Exercise input »
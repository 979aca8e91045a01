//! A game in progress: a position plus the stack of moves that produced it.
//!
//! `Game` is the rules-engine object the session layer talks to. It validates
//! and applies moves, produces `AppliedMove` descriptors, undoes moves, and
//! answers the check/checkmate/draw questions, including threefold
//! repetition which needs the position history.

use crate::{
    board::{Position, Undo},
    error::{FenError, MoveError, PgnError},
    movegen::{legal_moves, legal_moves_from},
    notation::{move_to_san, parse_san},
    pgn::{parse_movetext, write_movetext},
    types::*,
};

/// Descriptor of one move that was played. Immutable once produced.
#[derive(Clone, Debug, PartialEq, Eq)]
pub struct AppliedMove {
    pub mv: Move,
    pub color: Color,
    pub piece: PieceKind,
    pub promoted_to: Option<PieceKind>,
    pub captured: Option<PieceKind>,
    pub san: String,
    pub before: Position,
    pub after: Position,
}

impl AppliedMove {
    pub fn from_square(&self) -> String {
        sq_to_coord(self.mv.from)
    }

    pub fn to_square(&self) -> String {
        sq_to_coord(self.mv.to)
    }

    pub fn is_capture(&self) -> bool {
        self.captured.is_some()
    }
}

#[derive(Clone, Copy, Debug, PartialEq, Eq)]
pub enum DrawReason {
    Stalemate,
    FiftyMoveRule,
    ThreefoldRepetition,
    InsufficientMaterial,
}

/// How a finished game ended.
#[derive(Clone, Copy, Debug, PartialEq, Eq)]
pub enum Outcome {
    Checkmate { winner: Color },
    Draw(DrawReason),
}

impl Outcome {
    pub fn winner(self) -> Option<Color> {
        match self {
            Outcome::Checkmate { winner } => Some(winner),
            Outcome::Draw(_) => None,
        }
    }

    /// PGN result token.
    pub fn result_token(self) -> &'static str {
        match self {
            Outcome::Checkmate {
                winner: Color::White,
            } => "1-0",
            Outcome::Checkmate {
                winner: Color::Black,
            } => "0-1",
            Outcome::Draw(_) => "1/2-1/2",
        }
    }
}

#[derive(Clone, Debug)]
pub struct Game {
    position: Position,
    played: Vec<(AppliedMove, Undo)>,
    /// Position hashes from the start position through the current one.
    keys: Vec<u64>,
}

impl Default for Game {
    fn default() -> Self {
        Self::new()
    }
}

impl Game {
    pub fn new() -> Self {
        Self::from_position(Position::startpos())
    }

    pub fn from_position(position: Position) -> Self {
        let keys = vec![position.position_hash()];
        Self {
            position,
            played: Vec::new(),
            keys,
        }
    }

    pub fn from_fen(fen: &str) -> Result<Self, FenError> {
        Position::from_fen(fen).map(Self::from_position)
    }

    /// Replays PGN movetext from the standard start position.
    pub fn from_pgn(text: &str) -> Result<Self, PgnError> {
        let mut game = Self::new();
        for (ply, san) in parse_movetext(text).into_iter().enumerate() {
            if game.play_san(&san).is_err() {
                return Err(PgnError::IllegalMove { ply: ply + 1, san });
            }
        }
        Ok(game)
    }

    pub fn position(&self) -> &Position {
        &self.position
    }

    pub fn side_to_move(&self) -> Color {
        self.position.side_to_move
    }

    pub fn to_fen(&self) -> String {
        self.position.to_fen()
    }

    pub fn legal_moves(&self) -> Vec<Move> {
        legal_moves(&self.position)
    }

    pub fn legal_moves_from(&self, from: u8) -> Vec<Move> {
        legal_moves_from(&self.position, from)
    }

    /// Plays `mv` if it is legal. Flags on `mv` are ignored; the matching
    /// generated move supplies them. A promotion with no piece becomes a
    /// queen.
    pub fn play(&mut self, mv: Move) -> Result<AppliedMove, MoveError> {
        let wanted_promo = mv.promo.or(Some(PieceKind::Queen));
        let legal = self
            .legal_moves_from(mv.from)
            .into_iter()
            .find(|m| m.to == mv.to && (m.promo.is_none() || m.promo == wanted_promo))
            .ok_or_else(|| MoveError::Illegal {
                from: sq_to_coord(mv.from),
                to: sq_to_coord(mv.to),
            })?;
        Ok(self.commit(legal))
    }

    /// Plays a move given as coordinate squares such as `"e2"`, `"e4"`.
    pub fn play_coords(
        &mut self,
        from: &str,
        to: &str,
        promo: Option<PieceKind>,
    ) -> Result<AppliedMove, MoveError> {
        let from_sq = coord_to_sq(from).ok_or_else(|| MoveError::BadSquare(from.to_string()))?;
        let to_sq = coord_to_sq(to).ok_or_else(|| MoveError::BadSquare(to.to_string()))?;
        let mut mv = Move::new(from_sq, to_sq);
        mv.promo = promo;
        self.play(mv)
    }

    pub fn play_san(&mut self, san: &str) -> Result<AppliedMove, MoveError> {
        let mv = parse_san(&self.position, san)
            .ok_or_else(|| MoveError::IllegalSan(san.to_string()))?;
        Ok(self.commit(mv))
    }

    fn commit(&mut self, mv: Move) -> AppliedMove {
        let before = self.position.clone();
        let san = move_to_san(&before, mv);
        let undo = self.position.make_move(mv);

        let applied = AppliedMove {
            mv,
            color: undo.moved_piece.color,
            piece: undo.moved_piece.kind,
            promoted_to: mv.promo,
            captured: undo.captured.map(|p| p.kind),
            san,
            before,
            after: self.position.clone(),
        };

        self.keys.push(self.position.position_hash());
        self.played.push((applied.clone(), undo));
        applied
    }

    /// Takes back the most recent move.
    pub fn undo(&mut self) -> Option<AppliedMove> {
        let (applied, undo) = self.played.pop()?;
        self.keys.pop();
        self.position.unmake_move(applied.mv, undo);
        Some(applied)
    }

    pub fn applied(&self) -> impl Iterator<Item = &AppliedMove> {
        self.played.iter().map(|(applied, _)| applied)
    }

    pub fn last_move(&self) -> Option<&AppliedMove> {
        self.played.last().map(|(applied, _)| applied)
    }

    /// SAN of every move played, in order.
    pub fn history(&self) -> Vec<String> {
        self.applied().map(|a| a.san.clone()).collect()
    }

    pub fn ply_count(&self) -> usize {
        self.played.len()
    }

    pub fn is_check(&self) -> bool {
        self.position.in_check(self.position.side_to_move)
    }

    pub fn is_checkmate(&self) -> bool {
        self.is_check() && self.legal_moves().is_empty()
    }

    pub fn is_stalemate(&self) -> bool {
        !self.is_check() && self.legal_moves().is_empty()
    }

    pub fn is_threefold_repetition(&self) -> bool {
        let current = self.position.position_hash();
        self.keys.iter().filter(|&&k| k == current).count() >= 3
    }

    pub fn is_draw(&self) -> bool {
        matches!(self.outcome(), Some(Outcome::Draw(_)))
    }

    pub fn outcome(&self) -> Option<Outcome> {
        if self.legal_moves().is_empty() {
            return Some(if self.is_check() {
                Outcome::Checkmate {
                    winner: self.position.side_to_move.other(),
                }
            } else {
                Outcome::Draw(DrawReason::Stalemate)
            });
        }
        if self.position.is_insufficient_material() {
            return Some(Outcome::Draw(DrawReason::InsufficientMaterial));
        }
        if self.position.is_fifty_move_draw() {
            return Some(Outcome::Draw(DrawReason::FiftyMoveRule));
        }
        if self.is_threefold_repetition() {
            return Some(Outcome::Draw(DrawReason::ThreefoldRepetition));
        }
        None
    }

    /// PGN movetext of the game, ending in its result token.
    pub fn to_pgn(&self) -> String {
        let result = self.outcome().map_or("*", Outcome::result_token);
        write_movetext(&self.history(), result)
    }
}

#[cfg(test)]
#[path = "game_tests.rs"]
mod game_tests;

--

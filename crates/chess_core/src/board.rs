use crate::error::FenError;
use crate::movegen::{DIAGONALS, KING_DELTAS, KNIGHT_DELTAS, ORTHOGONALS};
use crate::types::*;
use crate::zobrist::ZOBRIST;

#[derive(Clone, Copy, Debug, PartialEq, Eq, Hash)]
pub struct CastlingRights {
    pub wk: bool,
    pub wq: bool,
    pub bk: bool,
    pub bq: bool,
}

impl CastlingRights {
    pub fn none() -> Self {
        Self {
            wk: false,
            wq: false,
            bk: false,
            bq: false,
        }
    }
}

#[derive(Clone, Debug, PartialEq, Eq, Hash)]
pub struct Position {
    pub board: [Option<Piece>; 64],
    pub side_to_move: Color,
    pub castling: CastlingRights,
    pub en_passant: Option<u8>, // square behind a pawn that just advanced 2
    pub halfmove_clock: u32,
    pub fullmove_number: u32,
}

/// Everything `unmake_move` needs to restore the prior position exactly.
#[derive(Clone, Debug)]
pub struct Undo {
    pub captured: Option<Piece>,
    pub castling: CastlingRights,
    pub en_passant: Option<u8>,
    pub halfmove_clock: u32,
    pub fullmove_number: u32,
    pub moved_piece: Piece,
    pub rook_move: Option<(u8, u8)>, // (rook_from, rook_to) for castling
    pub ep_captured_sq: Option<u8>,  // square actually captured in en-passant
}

---

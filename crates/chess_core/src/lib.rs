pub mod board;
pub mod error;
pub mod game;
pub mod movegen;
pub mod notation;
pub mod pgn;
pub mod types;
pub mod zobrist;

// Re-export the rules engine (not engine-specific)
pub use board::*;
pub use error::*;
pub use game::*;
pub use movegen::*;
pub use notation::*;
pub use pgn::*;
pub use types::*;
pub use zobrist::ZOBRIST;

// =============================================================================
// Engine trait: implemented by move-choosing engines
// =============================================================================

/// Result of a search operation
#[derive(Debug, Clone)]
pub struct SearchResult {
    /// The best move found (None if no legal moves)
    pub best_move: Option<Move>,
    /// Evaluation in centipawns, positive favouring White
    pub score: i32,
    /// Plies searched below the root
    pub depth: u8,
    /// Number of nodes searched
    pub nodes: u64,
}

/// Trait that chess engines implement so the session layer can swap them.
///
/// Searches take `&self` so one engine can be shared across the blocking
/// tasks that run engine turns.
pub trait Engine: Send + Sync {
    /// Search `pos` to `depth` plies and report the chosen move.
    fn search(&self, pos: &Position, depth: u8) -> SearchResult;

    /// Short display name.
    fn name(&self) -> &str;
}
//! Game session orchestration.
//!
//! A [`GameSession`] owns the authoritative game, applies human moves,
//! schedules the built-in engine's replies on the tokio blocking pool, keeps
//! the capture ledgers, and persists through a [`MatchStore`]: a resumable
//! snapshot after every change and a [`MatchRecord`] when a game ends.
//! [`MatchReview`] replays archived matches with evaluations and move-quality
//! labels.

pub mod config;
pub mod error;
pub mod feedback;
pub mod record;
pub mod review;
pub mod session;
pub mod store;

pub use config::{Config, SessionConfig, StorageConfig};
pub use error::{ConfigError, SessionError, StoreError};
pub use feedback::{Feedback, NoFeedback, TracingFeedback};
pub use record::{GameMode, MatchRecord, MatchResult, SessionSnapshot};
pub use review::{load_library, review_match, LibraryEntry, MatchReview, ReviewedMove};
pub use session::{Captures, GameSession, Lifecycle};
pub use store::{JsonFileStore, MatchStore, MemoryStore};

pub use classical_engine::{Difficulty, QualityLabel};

Task to carry out » In the listing above, start at the line with "repository 979aca8e91045a01", go on through the line with "to. It validates", and copy each of those lines exactly; leave out all the rest.

Finished task »
repository 979aca8e91045a01
//! A game in progress: a position plus the stack of moves that produced it.
//!
//! `Game` is the rules-engine object the session layer talks to. It validates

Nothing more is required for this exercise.